Scientific classification
- Kingdom: Plantae
- Clade: Tracheophytes
- Clade: Gymnospermae
- Division: Pinophyta
- Class: Pinopsida
- Order: Araucariales
- Family: Araucariaceae
- Genus: Araucaria
- Section: A. sect. Eutacta
- Species: A. scopulorum
- Binomial name: Araucaria scopulorum de Laub.
- Synonyms: Eutassa scopulorum (de Laub.) de Laub. Araucaria bernieri var. pumilio Silba

= Araucaria scopulorum =

- Authority: de Laub.
- Conservation status: EN
- Synonyms: Eutassa scopulorum (de Laub.) de Laub., Araucaria bernieri var. pumilio Silba

Species of conifer

Araucaria scopulorum (rock araucaria) is a species of conifer in the family Araucariaceae.

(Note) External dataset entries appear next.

//! Client configuration: API root, app credentials, timeouts, paging, renewal, and rate limits.
//!
//! Build a [`ClientConfig`] with [`ClientConfig::builder`] or load one from JSON with
//! [`ClientConfig::from_json`]. Both paths run the same validation.

// self
use crate::{
	_prelude::*,
	auth::TokenSecret,
	error::ConfigError,
	gate::DEFAULT_RENEWAL_BUFFER,
	paging::DEFAULT_PAGE_SIZE,
	ratelimit::{BackoffPolicy, DEFAULT_USAGE_HEADER, RateLimitCodes, RateLimitConfig},
};

/// Default Graph API host.
pub const DEFAULT_BASE_URL: &str = "https://graph.facebook.com/";
/// Default Graph API version label.
pub const DEFAULT_API_VERSION: &str = "v19.0";
/// Default per-call timeout.
pub const DEFAULT_TIMEOUT: Duration = Duration::seconds(30);
/// Largest page size the Graph API honors for collection edges.
pub const MAX_PAGE_SIZE: u32 = 500;
/// Longest accepted renewal buffer; long-lived Graph tokens last about 60 days.
pub const MAX_RENEWAL_BUFFER: Duration = Duration::days(365);

/// Validated client configuration.
#[derive(Clone, Debug)]
pub struct ClientConfig {
	/// Graph API host, e.g. `https://graph.facebook.com/`.
	pub base_url: Url,
	/// Version label prefixed to every path, e.g. `v19.0`.
	pub api_version: String,
	/// App id used by the token exchange.
	pub app_id: Option<String>,
	/// App secret used by the token exchange.
	pub app_secret: Option<TokenSecret>,
	/// Upper bound for a single outbound call.
	pub timeout: Duration,
	/// Default page size for collection edges.
	pub page_size: u32,
	/// Lead time before expiry inside which credentials are renewed.
	pub renewal_buffer: Duration,
	/// Throttle classification and backoff settings.
	pub rate_limit: RateLimitConfig,
}
impl ClientConfig {
	/// Returns a builder seeded with defaults.
	pub fn builder() -> ClientConfigBuilder {
		ClientConfigBuilder::default()
	}

	/// Parses and validates a JSON settings document.
	///
	/// Every field is optional; durations are expressed in seconds.
	pub fn from_json(raw: &str) -> Result<Self, ConfigError> {
		let mut de = serde_json::Deserializer::from_str(raw);
		let settings: ClientSettings = serde_path_to_error::deserialize(&mut de)?;

		settings.into_builder()?.build()
	}

	/// Versioned API root every request path is resolved against.
	pub fn versioned_root(&self) -> Result<Url, ConfigError> {
		let mut root = self.base_url.clone();

		if !root.path().ends_with('/') {
			let path = format!("{}/", root.path());

			root.set_path(&path);
		}

		root.join(&format!("{}/", self.api_version))
			.map_err(|source| ConfigError::InvalidUrl { source })
	}
}

/// Builder for [`ClientConfig`].
#[derive(Clone, Debug, Default)]
pub struct ClientConfigBuilder {
	base_url: Option<Url>,
	api_version: Option<String>,
	app_id: Option<String>,
	app_secret: Option<TokenSecret>,
	timeout: Option<Duration>,
	page_size: Option<u32>,
	renewal_buffer: Option<Duration>,
	rate_limit_codes: Option<RateLimitCodes>,
	extra_rate_limit_codes: Vec<i64>,
	usage_header: Option<String>,
	default_backoff_secs: Option<u64>,
}
impl ClientConfigBuilder {
	/// Overrides the Graph API host.
	pub fn base_url(mut self, url: Url) -> Self {
		self.base_url = Some(url);

		self
	}

	/// Overrides the Graph API version label.
	pub fn api_version(mut self, version: impl Into<String>) -> Self {
		self.api_version = Some(version.into());

		self
	}

	/// Sets the app id and secret used by the token exchange.
	pub fn app_credentials(mut self, app_id: impl Into<String>, secret: impl Into<String>) -> Self {
		self.app_id = Some(app_id.into());
		self.app_secret = Some(TokenSecret::new(secret));

		self
	}

	/// Overrides the per-call timeout (defaults to 30 seconds).
	pub fn timeout(mut self, timeout: Duration) -> Self {
		self.timeout = Some(timeout);

		self
	}

	/// Overrides the default page size (defaults to 25).
	pub fn page_size(mut self, size: u32) -> Self {
		self.page_size = Some(size);

		self
	}

	/// Overrides the renewal buffer (defaults to 7 days).
	pub fn renewal_buffer(mut self, buffer: Duration) -> Self {
		self.renewal_buffer = Some(buffer);

		self
	}

	/// Replaces the rate-limit code set.
	pub fn rate_limit_codes(mut self, codes: RateLimitCodes) -> Self {
		self.rate_limit_codes = Some(codes);

		self
	}

	/// Adds a code on top of the configured set.
	pub fn extra_rate_limit_code(mut self, code: i64) -> Self {
		self.extra_rate_limit_codes.push(code);

		self
	}

	/// Overrides the usage header name.
	pub fn usage_header(mut self, name: impl Into<String>) -> Self {
		self.usage_header = Some(name.into());

		self
	}

	/// Overrides the fallback backoff (defaults to 60 seconds).
	pub fn default_backoff_secs(mut self, secs: u64) -> Self {
		self.default_backoff_secs = Some(secs);

		self
	}

	/// Consumes the builder and validates the resulting config.
	pub fn build(self) -> Result<ClientConfig, ConfigError> {
		let base_url = match self.base_url {
			Some(url) => url,
			None => Url::parse(DEFAULT_BASE_URL).map_err(|source| ConfigError::InvalidUrl { source })?,
		};
		let mut codes = self.rate_limit_codes.unwrap_or_default();

		for code in self.extra_rate_limit_codes {
			codes = codes.with_code(code);
		}

		let config = ClientConfig {
			base_url,
			api_version: self.api_version.unwrap_or_else(|| DEFAULT_API_VERSION.into()),
			app_id: self.app_id,
			app_secret: self.app_secret,
			timeout: self.timeout.unwrap_or(DEFAULT_TIMEOUT),
			page_size: self.page_size.unwrap_or(DEFAULT_PAGE_SIZE),
			renewal_buffer: self.renewal_buffer.unwrap_or(DEFAULT_RENEWAL_BUFFER),
			rate_limit: RateLimitConfig {
				codes,
				usage_header: self.usage_header.unwrap_or_else(|| DEFAULT_USAGE_HEADER.into()),
				default_backoff_secs: self
					.default_backoff_secs
					.unwrap_or(BackoffPolicy::DEFAULT_BACKOFF_SECS),
			},
		};

		config.validate()?;

		Ok(config)
	}
}

impl ClientConfig {
	fn validate(&self) -> Result<(), ConfigError> {
		validate_base_url(&self.base_url)?;

		if self.api_version.is_empty() || self.api_version.contains('/') {
			return Err(ConfigError::InvalidApiVersion { version: self.api_version.clone() });
		}
		if !self.timeout.is_positive() {
			return Err(ConfigError::NonPositiveTimeout);
		}
		if self.renewal_buffer.is_negative() || self.renewal_buffer > MAX_RENEWAL_BUFFER {
			return Err(ConfigError::RenewalBufferOutOfRange {
				max_days: MAX_RENEWAL_BUFFER.whole_days(),
			});
		}
		if !(1..=MAX_PAGE_SIZE).contains(&self.page_size) {
			return Err(ConfigError::PageSizeOutOfRange { size: self.page_size, max: MAX_PAGE_SIZE });
		}
		if self.rate_limit.default_backoff_secs == 0 {
			return Err(ConfigError::NonPositiveBackoff);
		}

		Ok(())
	}
}

fn validate_base_url(url: &Url) -> Result<(), ConfigError> {
	let loopback = matches!(url.host_str(), Some("localhost" | "127.0.0.1" | "[::1]"));

	if url.scheme() == "https" || (url.scheme() == "http" && loopback) {
		Ok(())
	} else {
		Err(ConfigError::InsecureUrl { url: url.to_string() })
	}
}

#[derive(Debug, Default, Deserialize)]
#[serde(default, deny_unknown_fields)]
struct ClientSettings {
	base_url: Option<String>,
	api_version: Option<String>,
	app_id: Option<String>,
	app_secret: Option<String>,
	timeout_secs: Option<u64>,
	page_size: Option<u32>,
	renewal_buffer_secs: Option<u64>,
	rate_limit_codes: Option<RateLimitCodes>,
	extra_rate_limit_codes: Vec<i64>,
	usage_header: Option<String>,
	default_backoff_secs: Option<u64>,
}
impl ClientSettings {
	fn into_builder(self) -> Result<ClientConfigBuilder, ConfigError> {
		let mut builder = ClientConfig::builder();

		if let Some(raw) = self.base_url {
			builder = builder
				.base_url(Url::parse(&raw).map_err(|source| ConfigError::InvalidUrl { source })?);
		}
		if let Some(version) = self.api_version {
			builder = builder.api_version(version);
		}
		match (self.app_id, self.app_secret) {
			(Some(id), Some(secret)) => builder = builder.app_credentials(id, secret),
			(None, None) => {},
			_ => return Err(ConfigError::MissingAppCredentials),
		}
		if let Some(secs) = self.timeout_secs {
			builder = builder.timeout(seconds(secs));
		}
		if let Some(size) = self.page_size {
			builder = builder.page_size(size);
		}
		if let Some(secs) = self.renewal_buffer_secs {
			builder = builder.renewal_buffer(seconds(secs));
		}
		if let Some(codes) = self.rate_limit_codes {
			builder = builder.rate_limit_codes(codes);
		}
		for code in self.extra_rate_limit_codes {
			builder = builder.extra_rate_limit_code(code);
		}
		if let Some(header) = self.usage_header {
			builder = builder.usage_header(header);
		}
		if let Some(secs) = self.default_backoff_secs {
			builder = builder.default_backoff_secs(secs);
		}

		Ok(builder)
	}
}

fn seconds(secs: u64) -> Duration {
	Duration::seconds(i64::try_from(secs).unwrap_or(i64::MAX))
}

It is endemic to New Caledonia, where it is an endangered species. It occurs in small populations that are restricted to two main areas. It grows in shrubland on steep coastal slopes below 300m in altitude. Araucaria scopulorum is a relatively small tree compared to most other araucarias, with mature trees varying from 4–20 meters in height. Much of its habitat is located in areas with active nickel mining operations and no populations are in protected areas.